# [Exercise objective]
Retrieve every line of the data holding the word "BREAK".

Records for the task Start Marker

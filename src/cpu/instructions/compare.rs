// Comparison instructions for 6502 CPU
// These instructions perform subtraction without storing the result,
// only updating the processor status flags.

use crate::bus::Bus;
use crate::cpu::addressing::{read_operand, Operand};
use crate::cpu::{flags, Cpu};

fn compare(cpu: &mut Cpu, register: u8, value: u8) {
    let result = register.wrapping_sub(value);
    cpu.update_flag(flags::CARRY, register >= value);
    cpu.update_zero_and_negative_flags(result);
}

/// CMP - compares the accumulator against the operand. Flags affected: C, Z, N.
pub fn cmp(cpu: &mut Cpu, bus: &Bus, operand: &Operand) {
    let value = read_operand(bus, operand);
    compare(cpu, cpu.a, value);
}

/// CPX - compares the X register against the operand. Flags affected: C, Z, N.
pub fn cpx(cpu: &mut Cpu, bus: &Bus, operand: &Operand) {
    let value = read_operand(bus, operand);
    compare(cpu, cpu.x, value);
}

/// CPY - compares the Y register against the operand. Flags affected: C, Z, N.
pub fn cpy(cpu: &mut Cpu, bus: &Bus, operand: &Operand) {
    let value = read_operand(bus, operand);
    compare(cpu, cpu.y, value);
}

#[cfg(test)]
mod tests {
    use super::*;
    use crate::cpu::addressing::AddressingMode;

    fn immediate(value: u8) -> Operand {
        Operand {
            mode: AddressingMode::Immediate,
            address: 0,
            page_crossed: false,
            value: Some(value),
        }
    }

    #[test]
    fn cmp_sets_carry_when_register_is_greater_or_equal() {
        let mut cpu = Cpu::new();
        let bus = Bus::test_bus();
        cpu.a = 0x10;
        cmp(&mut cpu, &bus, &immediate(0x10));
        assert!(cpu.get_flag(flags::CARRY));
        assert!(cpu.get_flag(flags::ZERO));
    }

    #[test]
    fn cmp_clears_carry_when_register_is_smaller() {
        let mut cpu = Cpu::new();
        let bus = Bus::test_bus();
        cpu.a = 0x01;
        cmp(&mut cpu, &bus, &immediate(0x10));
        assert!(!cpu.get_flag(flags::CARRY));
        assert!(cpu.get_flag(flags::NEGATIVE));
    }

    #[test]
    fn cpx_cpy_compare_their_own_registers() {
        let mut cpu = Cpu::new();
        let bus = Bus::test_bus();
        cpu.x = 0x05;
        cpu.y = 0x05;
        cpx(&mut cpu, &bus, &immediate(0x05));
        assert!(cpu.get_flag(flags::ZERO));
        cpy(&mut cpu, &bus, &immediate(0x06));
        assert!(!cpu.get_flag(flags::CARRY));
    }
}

Records for the task End Marker
Records for the task Start Marker

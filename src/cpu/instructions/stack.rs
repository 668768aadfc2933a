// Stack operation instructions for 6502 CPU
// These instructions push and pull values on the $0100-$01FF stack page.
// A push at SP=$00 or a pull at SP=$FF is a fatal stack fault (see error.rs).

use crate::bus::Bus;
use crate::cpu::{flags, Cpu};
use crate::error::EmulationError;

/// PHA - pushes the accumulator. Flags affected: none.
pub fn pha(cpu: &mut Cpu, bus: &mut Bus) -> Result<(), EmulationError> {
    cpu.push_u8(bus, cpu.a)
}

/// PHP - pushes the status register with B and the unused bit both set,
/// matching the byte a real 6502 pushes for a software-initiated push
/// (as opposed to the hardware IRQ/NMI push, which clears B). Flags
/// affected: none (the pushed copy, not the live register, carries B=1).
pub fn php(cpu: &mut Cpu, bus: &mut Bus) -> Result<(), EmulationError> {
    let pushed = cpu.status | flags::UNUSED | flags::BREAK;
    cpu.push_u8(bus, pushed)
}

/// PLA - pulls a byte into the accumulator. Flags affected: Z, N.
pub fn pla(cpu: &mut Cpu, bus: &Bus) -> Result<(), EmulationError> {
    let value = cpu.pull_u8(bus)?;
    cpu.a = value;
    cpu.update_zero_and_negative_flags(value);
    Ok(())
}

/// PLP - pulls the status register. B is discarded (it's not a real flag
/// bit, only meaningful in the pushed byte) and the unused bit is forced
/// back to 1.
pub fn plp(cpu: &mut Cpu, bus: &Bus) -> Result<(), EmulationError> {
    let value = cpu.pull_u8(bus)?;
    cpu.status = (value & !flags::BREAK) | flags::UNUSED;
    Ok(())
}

Records for the task End Marker

# [Solution for this task]
    let pushed = cpu.status | flags::UNUSED | flags::BREAK;
    cpu.status = (value & !flags::BREAK) | flags::UNUSED;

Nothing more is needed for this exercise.